Segment Open
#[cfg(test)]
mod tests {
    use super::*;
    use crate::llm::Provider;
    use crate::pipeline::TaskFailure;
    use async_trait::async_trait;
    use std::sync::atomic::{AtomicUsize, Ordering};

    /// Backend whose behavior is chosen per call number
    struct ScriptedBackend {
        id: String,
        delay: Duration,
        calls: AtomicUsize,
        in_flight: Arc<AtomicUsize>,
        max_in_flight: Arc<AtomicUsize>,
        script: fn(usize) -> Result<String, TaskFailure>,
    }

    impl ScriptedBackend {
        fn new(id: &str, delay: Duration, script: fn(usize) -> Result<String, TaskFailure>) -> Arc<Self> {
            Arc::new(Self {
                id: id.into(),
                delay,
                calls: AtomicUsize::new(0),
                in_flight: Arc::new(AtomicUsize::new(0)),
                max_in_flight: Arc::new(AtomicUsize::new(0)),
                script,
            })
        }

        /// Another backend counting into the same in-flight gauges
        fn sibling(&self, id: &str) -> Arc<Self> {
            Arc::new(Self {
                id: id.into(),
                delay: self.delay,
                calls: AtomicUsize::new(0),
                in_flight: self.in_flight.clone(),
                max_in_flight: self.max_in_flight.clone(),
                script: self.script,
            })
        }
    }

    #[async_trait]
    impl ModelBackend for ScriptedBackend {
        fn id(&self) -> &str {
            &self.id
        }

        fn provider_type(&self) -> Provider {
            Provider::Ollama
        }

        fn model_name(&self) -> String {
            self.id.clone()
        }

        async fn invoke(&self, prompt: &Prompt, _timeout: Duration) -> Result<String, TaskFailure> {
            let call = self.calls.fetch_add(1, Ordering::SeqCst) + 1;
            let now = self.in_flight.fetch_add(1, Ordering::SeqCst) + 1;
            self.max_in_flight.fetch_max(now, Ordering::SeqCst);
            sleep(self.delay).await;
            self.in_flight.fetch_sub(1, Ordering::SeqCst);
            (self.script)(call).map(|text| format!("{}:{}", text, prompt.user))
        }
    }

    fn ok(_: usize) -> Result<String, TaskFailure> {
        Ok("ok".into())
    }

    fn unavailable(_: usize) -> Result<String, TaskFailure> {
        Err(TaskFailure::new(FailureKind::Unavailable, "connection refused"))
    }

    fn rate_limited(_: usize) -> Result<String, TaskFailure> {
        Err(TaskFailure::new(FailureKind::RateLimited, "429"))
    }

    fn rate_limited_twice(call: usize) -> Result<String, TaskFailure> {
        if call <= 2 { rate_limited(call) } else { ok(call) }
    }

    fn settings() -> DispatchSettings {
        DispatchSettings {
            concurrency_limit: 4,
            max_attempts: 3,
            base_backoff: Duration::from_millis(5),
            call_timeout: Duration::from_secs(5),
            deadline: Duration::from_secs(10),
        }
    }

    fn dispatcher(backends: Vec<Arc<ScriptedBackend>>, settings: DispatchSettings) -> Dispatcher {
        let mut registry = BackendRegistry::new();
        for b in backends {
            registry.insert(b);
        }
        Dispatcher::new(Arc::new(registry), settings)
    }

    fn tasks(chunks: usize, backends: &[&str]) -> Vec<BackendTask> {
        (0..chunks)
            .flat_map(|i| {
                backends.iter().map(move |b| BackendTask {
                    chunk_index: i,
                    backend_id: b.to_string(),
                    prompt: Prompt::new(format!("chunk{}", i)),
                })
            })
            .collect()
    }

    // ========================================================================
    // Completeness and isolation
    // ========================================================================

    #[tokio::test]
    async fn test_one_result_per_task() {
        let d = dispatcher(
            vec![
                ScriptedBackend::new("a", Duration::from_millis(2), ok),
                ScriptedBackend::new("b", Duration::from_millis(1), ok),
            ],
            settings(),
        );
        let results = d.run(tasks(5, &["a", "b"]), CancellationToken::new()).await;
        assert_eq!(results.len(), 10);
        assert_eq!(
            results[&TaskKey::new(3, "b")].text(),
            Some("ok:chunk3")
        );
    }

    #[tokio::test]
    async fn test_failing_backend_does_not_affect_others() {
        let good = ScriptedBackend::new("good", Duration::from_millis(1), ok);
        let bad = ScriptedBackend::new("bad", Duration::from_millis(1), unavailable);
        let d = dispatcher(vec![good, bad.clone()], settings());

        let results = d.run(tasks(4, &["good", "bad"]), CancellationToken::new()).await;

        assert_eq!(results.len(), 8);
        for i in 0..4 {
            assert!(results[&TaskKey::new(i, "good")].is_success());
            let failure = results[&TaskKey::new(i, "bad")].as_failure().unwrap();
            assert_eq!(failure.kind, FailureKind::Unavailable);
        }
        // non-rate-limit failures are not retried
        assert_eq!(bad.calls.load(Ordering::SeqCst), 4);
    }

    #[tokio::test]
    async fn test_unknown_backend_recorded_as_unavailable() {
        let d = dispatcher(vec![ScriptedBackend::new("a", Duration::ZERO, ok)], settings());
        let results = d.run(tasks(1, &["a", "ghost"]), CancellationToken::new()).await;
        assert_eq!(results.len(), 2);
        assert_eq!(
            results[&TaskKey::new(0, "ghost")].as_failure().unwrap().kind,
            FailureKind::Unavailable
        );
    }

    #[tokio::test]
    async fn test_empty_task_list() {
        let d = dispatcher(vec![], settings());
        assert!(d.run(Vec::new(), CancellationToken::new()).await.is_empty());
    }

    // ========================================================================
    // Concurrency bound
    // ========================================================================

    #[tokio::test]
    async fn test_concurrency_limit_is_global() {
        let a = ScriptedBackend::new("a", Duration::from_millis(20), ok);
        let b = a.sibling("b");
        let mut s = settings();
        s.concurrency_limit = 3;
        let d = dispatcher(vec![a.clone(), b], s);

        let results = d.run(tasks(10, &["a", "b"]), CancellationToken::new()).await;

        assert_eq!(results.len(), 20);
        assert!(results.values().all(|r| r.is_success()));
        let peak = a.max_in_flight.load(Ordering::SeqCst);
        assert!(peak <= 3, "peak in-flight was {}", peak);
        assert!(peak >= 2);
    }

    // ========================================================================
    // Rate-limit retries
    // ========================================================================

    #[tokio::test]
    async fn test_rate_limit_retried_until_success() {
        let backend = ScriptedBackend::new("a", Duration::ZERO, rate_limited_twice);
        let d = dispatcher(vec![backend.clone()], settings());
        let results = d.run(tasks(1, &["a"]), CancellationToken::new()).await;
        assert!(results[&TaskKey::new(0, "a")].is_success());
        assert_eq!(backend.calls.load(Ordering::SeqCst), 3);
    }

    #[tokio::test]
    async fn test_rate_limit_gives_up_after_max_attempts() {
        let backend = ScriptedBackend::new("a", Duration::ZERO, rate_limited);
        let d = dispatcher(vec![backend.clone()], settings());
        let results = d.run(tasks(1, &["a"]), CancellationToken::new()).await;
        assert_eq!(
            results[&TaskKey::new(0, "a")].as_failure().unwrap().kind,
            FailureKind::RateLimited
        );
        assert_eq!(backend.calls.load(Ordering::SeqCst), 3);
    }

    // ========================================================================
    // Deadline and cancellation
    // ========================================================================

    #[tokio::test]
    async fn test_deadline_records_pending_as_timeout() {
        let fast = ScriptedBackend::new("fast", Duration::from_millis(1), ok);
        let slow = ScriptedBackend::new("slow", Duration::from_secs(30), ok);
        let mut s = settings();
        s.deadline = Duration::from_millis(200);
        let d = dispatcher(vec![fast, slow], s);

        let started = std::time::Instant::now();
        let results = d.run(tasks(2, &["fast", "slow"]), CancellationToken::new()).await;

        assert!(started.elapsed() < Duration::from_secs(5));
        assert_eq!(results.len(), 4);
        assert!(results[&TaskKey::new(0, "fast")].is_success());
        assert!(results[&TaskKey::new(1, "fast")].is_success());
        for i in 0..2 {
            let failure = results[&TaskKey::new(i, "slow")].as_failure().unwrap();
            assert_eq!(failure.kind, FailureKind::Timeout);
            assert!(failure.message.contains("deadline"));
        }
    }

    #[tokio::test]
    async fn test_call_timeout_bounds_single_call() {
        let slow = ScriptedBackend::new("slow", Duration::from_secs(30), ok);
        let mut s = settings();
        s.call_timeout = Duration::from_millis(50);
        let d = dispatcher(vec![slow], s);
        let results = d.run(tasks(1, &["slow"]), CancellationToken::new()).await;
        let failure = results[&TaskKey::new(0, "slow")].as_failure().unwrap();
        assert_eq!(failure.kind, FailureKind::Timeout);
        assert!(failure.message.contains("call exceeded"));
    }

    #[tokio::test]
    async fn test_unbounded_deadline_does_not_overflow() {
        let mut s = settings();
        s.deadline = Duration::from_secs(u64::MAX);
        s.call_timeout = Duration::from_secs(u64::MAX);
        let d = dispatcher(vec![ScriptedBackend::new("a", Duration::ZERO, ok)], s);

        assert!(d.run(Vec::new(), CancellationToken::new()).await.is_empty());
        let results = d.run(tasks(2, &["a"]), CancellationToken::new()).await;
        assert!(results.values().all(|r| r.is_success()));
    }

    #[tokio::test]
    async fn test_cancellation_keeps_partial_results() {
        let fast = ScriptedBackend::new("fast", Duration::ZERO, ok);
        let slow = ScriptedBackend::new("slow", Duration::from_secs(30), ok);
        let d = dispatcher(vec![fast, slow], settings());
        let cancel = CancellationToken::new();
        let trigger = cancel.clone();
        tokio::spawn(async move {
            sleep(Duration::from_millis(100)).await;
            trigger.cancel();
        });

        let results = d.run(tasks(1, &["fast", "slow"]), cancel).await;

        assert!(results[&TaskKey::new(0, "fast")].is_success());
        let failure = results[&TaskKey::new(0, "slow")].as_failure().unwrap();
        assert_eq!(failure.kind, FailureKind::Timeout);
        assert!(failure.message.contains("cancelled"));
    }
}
Segment Closed
# THE PROBLEM:
Copy out each line of the records above that includes "BackendTask".

# EXERCISE ANSWER:
    fn tasks(chunks: usize, backends: &[&str]) -> Vec<BackendTask> {
                backends.iter().map(move |b| BackendTask {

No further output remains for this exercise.